Singapore: Singapore Implements The UNCITRAL Model Law On Cross-Border Insolvency

Globalisation has been described as an evolving set of consequences – some good, some bad and some unintended. In this regard, when companies go global, insolvency is perhaps the furthest thing from their minds. Yet, while business failure may be unintended, when a global company becomes insolvent or attempts debt restructuring, its insolvency representative e.g. liquidator or manager, will often have to deal with assets and creditors across the globe.

In this regard, to maximise the value of those assets and to prevent a "free-for all, catch-as-catch-can situation"1 as creditors scramble to enforce their claims, an insolvency representative must first procure access to the domestic courts of all the jurisdictions in which the debtor has assets, usually either by an application to recognise the foreign insolvency or by commencing local insolvency proceedings. Even with such recognition, the insolvency representative may have to separately apply to stay legal proceedings in each jurisdiction and then start pursuing claims to recover the debtor's assets.

Cross-border insolvency issues also affect creditors. For example, a creditor would want to know if it can sue the debtor or execute against the debtor's assets in jurisdictions where formal insolvency proceedings have not yet commenced. A creditor would also understandably be concerned about a debtor which is insolvent in one jurisdiction but continuing to trade (or worse, disposing of assets) in another.

It is these issues, amongst others, that the UNCITRAL Model Law on Cross‑Border Insolvency ("the Model Law"), seeks to address. The Model Law's stated purpose is to assist states to equip their insolvency laws with a modern, harmonised and fair framework to address more effectively instances of cross-border insolvency proceedings.2Introduced in 1997 and since adopted by 43 states in 45 jurisdictions,3 the Model Law has finally been implemented in Singapore on 23 May 2017, through the Companies (Amendment) Act 2017 ("the Amendment Act").

Singapore law prior to the amendment

Prior to the Amendment Act and the implementation of the Model Law, the position in Singapore was articulated by the Court of Appeal in Beluga Chartering GmbH (in liquidation).4 In that case, the Court of Appeal observed that (a) Singapore courts were not bound to recognise any foreign insolvency proceedings; and (b) whether or not a Singapore court would exercise its inherent jurisdiction to render assistance to foreign insolvency proceedings through regulation of its own proceedings would depend on the particular circumstances before it. In other words, each application to recognise a foreign insolvency proceeding would be dealt with on an ad-hoc, case-by-case basis.

The subsequent High Court decision in Re Taisoo Suk5 was the first case where a Singapore court exercised its inherent jurisdiction and recognised foreign insolvency proceedings. This case concerned an ex-parte application by a foreign representative of Hanjin Shipping for the Singapore courts to recognise the South Korean rehabilitation proceedings and grant a stay and moratorium of all proceedings against Hanjin's subsidiaries and vessels in Singapore. The High Court applied various considerations in deciding to grant the orders sought, including the foreign proceedings' impact on domestic creditors and whether it was fair and equitable in the circumstances to give recognition. Ultimately, the High Court granted the orders sought, on an interim basis, after a single ex-parte hearing.

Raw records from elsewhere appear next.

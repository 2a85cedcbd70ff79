//! Integration tests for rv-model against the reference rover.

use rv_model::{
    ForceModel, ModelError, Operand, Planet, Rover, TerrainProfile, battery_energy,
    mechanical_power, motor_torque, net_force, reference_rover,
};

#[test]
fn total_mass_matches_parts() {
    let rover = reference_rover();
    let wa = &rover.wheel_assembly;
    let expected = 6.0 * (wa.wheel.mass.value + wa.speed_reducer.mass.value + wa.motor.mass.value)
        + rover.chassis_mass.value
        + rover.science_payload_mass.value
        + rover.power_subsys_mass.value;
    assert!(rover.total_mass() > 0.0);
    assert_eq!(rover.total_mass(), expected);
    assert_eq!(rover.total_mass(), 869.0);
}

#[test]
fn torque_curve_is_piecewise_linear() {
    let rover = reference_rover();
    let omegas: Vec<f64> = (0..=38).map(|i| i as f64 * 0.1).collect();
    let tau = motor_torque(&omegas, rover.motor()).unwrap().into_vec();
    for w in tau.windows(3) {
        let second_diff = w[0] - 2.0 * w[1] + w[2];
        assert!(second_diff.abs() < 1e-9);
    }
    assert_eq!(tau[0], 170.0);
    assert!(tau[38].abs() < 1e-9);
}

#[test]
fn net_force_falls_with_speed_on_a_climb() {
    let rover = reference_rover();
    let planet = Planet::mars();
    let model = ForceModel::new(&rover, &planet).unwrap();
    let speeds: Vec<f64> = (0..50).map(|i| i as f64 * 0.01).collect();
    let omegas: Vec<f64> = speeds.iter().map(|&v| model.motor_speed(v)).collect();
    let forces = net_force(&omegas, 10.0, &rover, &planet, 0.2)
        .unwrap()
        .into_vec();
    assert!(forces.windows(2).all(|w| w[1] <= w[0]));
}

#[test]
fn invalid_arguments_are_reported() {
    let rover = reference_rover();
    let planet = Planet::mars();

    let err = net_force(1.0, 76.0, &rover, &planet, 0.1).unwrap_err();
    assert!(matches!(err, ModelError::OutOfRange { .. }));

    let err = net_force(1.0, 0.0, &rover, &planet, 0.0).unwrap_err();
    assert!(matches!(err, ModelError::InvalidArg { .. }));

    let err = net_force(Operand::Scalar(f64::NAN), 0.0, &rover, &planet, 0.1).unwrap_err();
    assert!(matches!(err, ModelError::InvalidArg { .. }));
}

#[test]
fn rover_loads_from_json() {
    let rover = reference_rover();
    let text = serde_json::to_string(&rover).unwrap();
    let back: Rover = serde_json::from_str(&text).unwrap();
    assert_eq!(back, rover);

    let bad = text.replace("\"reverted\"", "\"planetary\"");
    assert!(serde_json::from_str::<Rover>(&bad).is_err());
}

#[test]
fn terrain_loads_from_json_and_validates() {
    let ok = r#"{"distance":[0.0,100.0,200.0],"angle":[1.0,2.0,0.5]}"#;
    let terrain: TerrainProfile = serde_json::from_str(ok).unwrap();
    assert!((terrain.angle_at(100.0).unwrap() - 2.0).abs() < 1e-12);

    let bad = r#"{"distance":[0.0,100.0],"angle":[1.0,2.0,0.5]}"#;
    assert!(serde_json::from_str::<TerrainProfile>(bad).is_err());
}

#[test]
fn power_and_energy_along_a_history() {
    let rover = reference_rover();
    let t = [0.0, 10.0, 20.0, 30.0];
    let v = [0.10, 0.15, 0.20, 0.25];
    let p = mechanical_power(&v, &rover).unwrap().into_vec();
    assert!(p.iter().all(|&p| p > 0.0));
    let e = battery_energy(&t, &v, &rover).unwrap();
    assert!(e > 0.0);
    // Electrical energy of six motors exceeds the mechanical energy of one.
    let mech: f64 = rv_core::trapezoid(&p, &t).unwrap();
    assert!(e > 6.0 * mech);
}
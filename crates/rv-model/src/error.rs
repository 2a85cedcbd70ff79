//! Error types for vehicle model operations.

use rv_core::error::RvError;
use thiserror::Error;

/// Errors raised by the vehicle, terrain and force model.
///
/// Every variant is a contract violation by the caller (an invalid
/// argument); none of them is recovered locally.
#[derive(Error, Debug, Clone, PartialEq)]
pub enum ModelError {
    #[error("Invalid argument: {what}")]
    InvalidArg { what: &'static str },

    #[error("Out of range: {what} = {value} (allowed {min}..={max})")]
    OutOfRange {
        what: &'static str,
        value: f64,
        min: f64,
        max: f64,
    },

    #[error("Shape mismatch: {what} (left={left}, right={right})")]
    ShapeMismatch {
        what: &'static str,
        left: usize,
        right: usize,
    },

    #[error("Not supported: {what}")]
    NotSupported { what: String },
}

pub type ModelResult<T> = Result<T, ModelError>;

impl From<RvError> for ModelError {
    fn from(e: RvError) -> Self {
        match e {
            RvError::NonFinite { what, .. } => ModelError::InvalidArg { what },
            RvError::InvalidArg { what } => ModelError::InvalidArg { what },
            RvError::LengthMismatch { what, left, right } => {
                ModelError::ShapeMismatch { what, left, right }
            }
            RvError::Invariant { what } => ModelError::InvalidArg { what },
        }
    }
}
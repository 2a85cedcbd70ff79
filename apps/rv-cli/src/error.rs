//! Error type for the command line front-end.

use rv_model::ModelError;
use rv_sim::SimError;
use rv_solver::SolverError;
use std::path::PathBuf;

#[derive(Debug, thiserror::Error)]
pub enum CliError {
    #[error("Failed to read scenario file: {path}")]
    ScenarioRead {
        path: PathBuf,
        source: std::io::Error,
    },

    #[error("Failed to parse scenario YAML: {0}")]
    ScenarioParse(#[from] serde_yaml::Error),

    #[error("Failed to encode JSON: {0}")]
    Json(#[from] serde_json::Error),

    #[error("Model error: {0}")]
    Model(#[from] ModelError),

    #[error("Solver error: {0}")]
    Solver(#[from] SolverError),

    #[error("Simulation error: {0}")]
    Sim(#[from] SimError),
}

pub type CliResult<T> = Result<T, CliError>;
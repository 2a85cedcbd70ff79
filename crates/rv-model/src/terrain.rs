//! Terrain slope along the traverse.

use crate::common::check_finite;
use crate::error::{ModelError, ModelResult};
use rv_core::CubicSpline;
use serde::{Deserialize, Serialize};

/// Raw (distance, angle) table as it appears in configuration.
#[derive(Clone, Debug, PartialEq, Serialize, Deserialize)]
pub struct TerrainSamples {
    /// Distance along the path [m], strictly increasing.
    pub distance: Vec<f64>,
    /// Terrain angle at each distance [deg], positive uphill.
    pub angle: Vec<f64>,
}

/// Terrain angle as a smooth function of traveled distance.
///
/// Queries outside the sampled range follow the end polynomial pieces of
/// the spline; the angle is not clamped.
#[derive(Clone, Debug, PartialEq, Serialize, Deserialize)]
#[serde(try_from = "TerrainSamples", into = "TerrainSamples")]
pub struct TerrainProfile {
    spline: CubicSpline,
}

impl TerrainProfile {
    pub fn new(distance: &[f64], angle: &[f64]) -> ModelResult<Self> {
        if distance.len() != angle.len() {
            return Err(ModelError::ShapeMismatch {
                what: "terrain distance/angle samples",
                left: distance.len(),
                right: angle.len(),
            });
        }
        if distance.is_empty() {
            return Err(ModelError::InvalidArg {
                what: "terrain profile needs samples",
            });
        }
        let spline = CubicSpline::new(distance, angle)?;
        Ok(Self { spline })
    }

    /// Flat ground over `[0, length]`.
    pub fn flat(length: f64) -> ModelResult<Self> {
        Self::new(&[0.0, length], &[0.0, 0.0])
    }

    /// Terrain angle [deg] at `distance` [m].
    pub fn angle_at(&self, distance: f64) -> ModelResult<f64> {
        let d = check_finite(distance, "terrain query distance must be finite")?;
        Ok(self.spline.eval(d))
    }

    pub fn distances(&self) -> &[f64] {
        self.spline.knots()
    }

    pub fn angles(&self) -> &[f64] {
        self.spline.values()
    }

    /// Sampled distance range.
    pub fn extent(&self) -> (f64, f64) {
        self.spline.domain()
    }

    /// `num_points` evenly spaced (distance, angle) pairs across the
    /// sampled range.
    pub fn sample(&self, num_points: usize) -> (Vec<f64>, Vec<f64>) {
        self.spline.sample(num_points)
    }

    pub fn samples(&self) -> TerrainSamples {
        TerrainSamples {
            distance: self.distances().to_vec(),
            angle: self.angles().to_vec(),
        }
    }
}

impl TryFrom<TerrainSamples> for TerrainProfile {
    type Error = ModelError;

    fn try_from(samples: TerrainSamples) -> ModelResult<Self> {
        Self::new(&samples.distance, &samples.angle)
    }
}

impl From<TerrainProfile> for TerrainSamples {
    fn from(profile: TerrainProfile) -> Self {
        profile.samples()
    }
}
// rv-core/src/units.rs

use uom::si::f64::{
    Acceleration as UomAcceleration, AngularVelocity as UomAngularVelocity, Length as UomLength,
    Mass as UomMass, Torque as UomTorque,
};

// Public canonical unit types (SI, f64)
pub type Accel = UomAcceleration;
pub type AngularVelocity = UomAngularVelocity;
pub type Length = UomLength;
pub type Mass = UomMass;
pub type Torque = UomTorque;

#[inline]
pub fn m(v: f64) -> Length {
    use uom::si::length::meter;
    Length::new::<meter>(v)
}

#[inline]
pub fn kg(v: f64) -> Mass {
    use uom::si::mass::kilogram;
    Mass::new::<kilogram>(v)
}

#[inline]
pub fn mps2(v: f64) -> Accel {
    use uom::si::acceleration::meter_per_second_squared;
    Accel::new::<meter_per_second_squared>(v)
}

#[inline]
pub fn nm(v: f64) -> Torque {
    use uom::si::torque::newton_meter;
    Torque::new::<newton_meter>(v)
}

#[inline]
pub fn radps(v: f64) -> AngularVelocity {
    use uom::si::angular_velocity::radian_per_second;
    AngularVelocity::new::<radian_per_second>(v)
}

pub mod constants {
    use super::*;

    pub const MARS_G_MPS2: f64 = 3.72;

    #[inline]
    pub fn mars_g() -> Accel {
        mps2(MARS_G_MPS2)
    }
}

In the more recent February 2017 applications by member companies of the EMAS group for recognition of the group's US Bankruptcy Code Chapter 11 proceedings in Singapore, the Singapore High Court ultimately recognised the Chapter 11 proceedings to the extent of allowing a limited stay and moratorium against proceedings in Singapore. No grounds of decision were issued for the EMAS applications and therefore, it is not apparent what considerations the High Court applied. However, it is noted that the High Court allowed the stay and moratorium only after seven hearings and only upon (arguably) onerous undertakings being given by the applicant companies to keep interested parties continuously notified of all developments in the Chapter 11 proceedings.

The two High Court decisions above, while ultimately recognising the foreign insolvency proceedings, showcase the issues with an ad-hoc approach. In one case, the court granted the recognition, without undertakings, after a single hearing but in the other, it took several hearings and substantive undertakings being given before recognition was granted. Against the backdrop of these cases, a foreign insolvency representative would be understandably uncertain about the approach he should take to procure recognition. Uncertainty inevitably increases the cost of insolvency administration and reduces the assets available to the creditors. There is therefore a clear need for certainty and predictability in the law regarding recognition of foreign insolvency proceedings.

Legal position under the amended Act

The Model Law aims to provide such certainty by providing a transparent, globally-accepted legislative framework for (a) access to local courts for foreign insolvency representatives; (b) recognition of certain orders issued by foreign courts; (c) relief to assist foreign insolvency proceedings; and (d) cooperation among the courts of states where the debtor's assets are located.

In 2013, the Insolvency Law Review Committee recommended the adoption of the Model Law. It has taken three years for the Model Law to be finally implemented in Singapore. Now, at last, Section 41 of the Amendment Act implements the Model Law and gives it the force of law in Singapore.

Under the Model Law, a foreign representative6 can apply to the Singapore High Court for recognition of foreign insolvency proceedings. The application must be accompanied by (a) a certified copy of the decision commencing the foreign insolvency proceedings and appointing the foreign representative; and (b) a statement identifying all insolvency proceedings in respect of the debtor that are known to the foreign representative.

Recognition is largely a formalistic process and generally, upon an application being made by a foreign representative in the proper form, foreign insolvency proceedings will be mandatorily recognised. However, the Model Law does make a distinction between recognition of the foreign insolvency proceedings as either a main proceeding or a non-main proceeding, with each engendering different reliefs and consequences.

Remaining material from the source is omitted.